WORK ORDER:
Take each line in the entries below that holds "source" and show it.

[[ AVAILABLE RECORDS open ]]

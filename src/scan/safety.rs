//! Guaranteed teardown around a scan body.
//!
//! Hardware must be returned to 0 V whether the sweep finished, failed or panicked:
//!
//! - [`run_guarded`] runs the sweep, then always runs the teardown, and keeps both results
//! - [`with_teardown`] does the same and merges the results into one
//! - [`TeardownGuard`] logs loudly if the scan future is dropped before teardown completed
//! - [`TeardownLog`] runs best-effort teardown steps and keeps the first failure
//!
//! # Example
//!
//! ```rust,ignore
//! let result = with_teardown(
//!     async { sweep(&smu).await },
//!     || async { ramp_voltage(smu.as_ref(), 0.0, delay, None).await },
//! )
//! .await;
//! ```

use crate::error::{ScanError, ScanResult};
use futures::FutureExt;
use std::any::Any;
use std::future::Future;
use std::panic::AssertUnwindSafe;
use tracing::{error, warn};

/// Readable text from a panic payload.
pub fn panic_message(payload: &(dyn Any + Send)) -> String {
    if let Some(s) = payload.downcast_ref::<&str>() {
        (*s).to_string()
    } else if let Some(s) = payload.downcast_ref::<String>() {
        s.clone()
    } else {
        "unknown panic payload".to_string()
    }
}

async fn catch_panic<T, F>(future: F) -> ScanResult<T>
where
    F: Future<Output = ScanResult<T>>,
{
    match AssertUnwindSafe(future).catch_unwind().await {
        Ok(result) => result,
        Err(payload) => Err(ScanError::Panicked(panic_message(payload.as_ref()))),
    }
}

/// Results of a body and of the teardown that followed it
#[derive(Debug)]
pub struct Guarded<T> {
    /// Outcome of the body, panics converted
    pub body: ScanResult<T>,
    /// Outcome of the teardown, panics converted
    pub teardown: ScanResult<()>,
}

impl<T> Guarded<T> {
    /// Transform a successful body value, keeping the teardown result.
    pub fn map<U>(self, f: impl FnOnce(T) -> U) -> Guarded<U> {
        Guarded {
            body: self.body.map(f),
            teardown: self.teardown,
        }
    }

    /// Merge both results into one.
    ///
    /// | body  | teardown | returned                          |
    /// |-------|----------|-----------------------------------|
    /// | Ok    | Ok       | body value                        |
    /// | Ok    | Err      | [`ScanError::Teardown`]           |
    /// | Err   | Ok       | body error                        |
    /// | Err   | Err      | body error, teardown error logged |
    pub fn merge(self) -> ScanResult<T> {
        match (self.body, self.teardown) {
            (Ok(value), Ok(())) => Ok(value),
            (Ok(_), Err(e)) => Err(ScanError::Teardown {
                source: Box::new(e),
                report: None,
            }),
            (Err(e), Ok(())) => Err(e),
            (Err(e), Err(cleanup_err)) => {
                error!("Teardown failed after scan error: {cleanup_err}");
                Err(e)
            }
        }
    }
}

/// Run `body`, then `teardown`, regardless of how `body` ended, and keep both results.
pub async fn run_guarded<T, B, F, Fut>(body: B, teardown: F) -> Guarded<T>
where
    B: Future<Output = ScanResult<T>>,
    F: FnOnce() -> Fut,
    Fut: Future<Output = ScanResult<()>>,
{
    let body = catch_panic(body).await;
    if let Err(e) = &body {
        warn!("Scan failed, returning bias to a safe state: {e}");
    }

    let teardown = catch_panic(teardown()).await;
    Guarded { body, teardown }
}

/// Run `body`, then `teardown`, and merge the results with [`Guarded::merge`].
///
/// Panics in either future are converted into [`ScanError::Panicked`].
pub async fn with_teardown<T, B, F, Fut>(body: B, teardown: F) -> ScanResult<T>
where
    B: Future<Output = ScanResult<T>>,
    F: FnOnce() -> Fut,
    Fut: Future<Output = ScanResult<()>>,
{
    run_guarded(body, teardown).await.merge()
}

/// Armed until [`TeardownGuard::complete`] is called.
///
/// Dropping an armed guard means the scan future was cancelled or unwound past teardown,
/// so the source may still be biased. The guard cannot run async cleanup from `Drop`; it
/// only reports the condition.
pub struct TeardownGuard {
    name: String,
    armed: bool,
}

impl TeardownGuard {
    /// Arm a guard for the named scan
    pub fn arm(name: impl Into<String>) -> Self {
        Self {
            name: name.into(),
            armed: true,
        }
    }

    /// Teardown finished; disarm.
    pub fn complete(mut self) {
        self.armed = false;
    }

    /// Whether teardown is still outstanding
    pub fn is_armed(&self) -> bool {
        self.armed
    }
}

impl Drop for TeardownGuard {
    fn drop(&mut self) {
        if self.armed {
            error!(
                scan = %self.name,
                panicking = std::thread::panicking(),
                "Scan '{}' ended before teardown completed; the source may still be biased",
                self.name
            );
        }
    }
}

/// Collects the results of best-effort teardown steps.
///
/// Every step runs even if an earlier one failed. The first failure is returned by
/// [`TeardownLog::finish`]; later ones are only logged.
#[derive(Debug, Default)]
pub struct TeardownLog {
    first_error: Option<ScanError>,
    failed_steps: Vec<&'static str>,
}

impl TeardownLog {
    /// Empty log
    pub fn new() -> Self {
        Self::default()
    }

    /// Record the outcome of one step.
    pub fn record(&mut self, step: &'static str, result: ScanResult<()>) {
        if let Err(e) = result {
            warn!(step, "Teardown step failed: {e}");
            self.failed_steps.push(step);
            if self.first_error.is_none() {
                self.first_error = Some(e);
            }
        }
    }

    /// Names of the steps that failed, in order
    pub fn failed_steps(&self) -> &[&'static str] {
        &self.failed_steps
    }

    /// First recorded failure, if any.
    pub fn finish(self) -> ScanResult<()> {
        match self.first_error {
            Some(e) => Err(e),
            None => Ok(()),
        }
    }
}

[[ AVAILABLE RECORDS closed ]]

TASK OUTPUT:
                source: Box::new(e),
/// so the source may still be biased. The guard cannot run async cleanup from `Drop`; it
                "Scan '{}' ended before teardown completed; the source may still be biased",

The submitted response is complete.